[Data supplied — start]
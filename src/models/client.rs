use serde::{Deserialize, Serialize};

#[derive(Debug, Clone, Serialize, Deserialize, PartialEq)]
#[serde(rename_all = "camelCase")]
pub struct Client {
    pub id: String,
    pub name: String,
    pub phone: Option<String>,
    pub plan_id: Option<String>,
}

#[derive(Debug, Clone, Deserialize)]
#[serde(rename_all = "camelCase")]
pub struct NewClient {
    pub name: String,
    pub phone: Option<String>,
    pub plan_id: Option<String>,
}

/// Subscription plan a client may be enrolled in.
#[derive(Debug, Clone, Serialize, Deserialize, PartialEq)]
#[serde(rename_all = "camelCase")]
pub struct Plan {
    pub id: String,
    pub name: String,
    pub price_cents: i64,
    pub cuts_per_month: Option<u32>,
}

#[derive(Debug, Clone, Deserialize)]
#[serde(rename_all = "camelCase")]
pub struct NewPlan {
    pub name: String,
    #[serde(default)]
    pub price_cents: i64,
    pub cuts_per_month: Option<u32>,
}
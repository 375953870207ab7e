use serde::{Deserialize, Serialize};

#[derive(Debug, Clone, Serialize, Deserialize, PartialEq)]
#[serde(rename_all = "camelCase")]
pub struct Barber {
    pub id: String,
    pub name: String,
    pub location_id: Option<String>,
    pub active: bool,
}

#[derive(Debug, Clone, Deserialize)]
#[serde(rename_all = "camelCase")]
pub struct NewBarber {
    pub name: String,
    pub location_id: Option<String>,
}
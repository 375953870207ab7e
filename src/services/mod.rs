pub mod calendar;
pub mod clock;
pub mod reschedule;
pub mod scheduling;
[Data supplied — finish]
### What to do
Reproduce every line above without error.

### Task answer
filename src/models/client.rs
use serde::{Deserialize, Serialize};

#[derive(Debug, Clone, Serialize, Deserialize, PartialEq)]
#[serde(rename_all = "camelCase")]
pub struct Client {
    pub id: String,
    pub name: String,
    pub phone: Option<String>,
    pub plan_id: Option<String>,
}

#[derive(Debug, Clone, Deserialize)]
#[serde(rename_all = "camelCase")]
pub struct NewClient {
    pub name: String,
    pub phone: Option<String>,
    pub plan_id: Option<String>,
}

/// Subscription plan a client may be enrolled in.
#[derive(Debug, Clone, Serialize, Deserialize, PartialEq)]
#[serde(rename_all = "camelCase")]
pub struct Plan {
    pub id: String,
    pub name: String,
    pub price_cents: i64,
    pub cuts_per_month: Option<u32>,
}

#[derive(Debug, Clone, Deserialize)]
#[serde(rename_all = "camelCase")]
pub struct NewPlan {
    pub name: String,
    #[serde(default)]
    pub price_cents: i64,
    pub cuts_per_month: Option<u32>,
}
repository 375953870207ab7e
use serde::{Deserialize, Serialize};

#[derive(Debug, Clone, Serialize, Deserialize, PartialEq)]
#[serde(rename_all = "camelCase")]
pub struct Barber {
    pub id: String,
    pub name: String,
    pub location_id: Option<String>,
    pub active: bool,
}

#[derive(Debug, Clone, Deserialize)]
#[serde(rename_all = "camelCase")]
pub struct NewBarber {
    pub name: String,
    pub location_id: Option<String>,
}
repository 375953870207ab7e
filename src/services/mod.rs
pub mod calendar;
pub mod clock;
pub mod reschedule;
pub mod scheduling;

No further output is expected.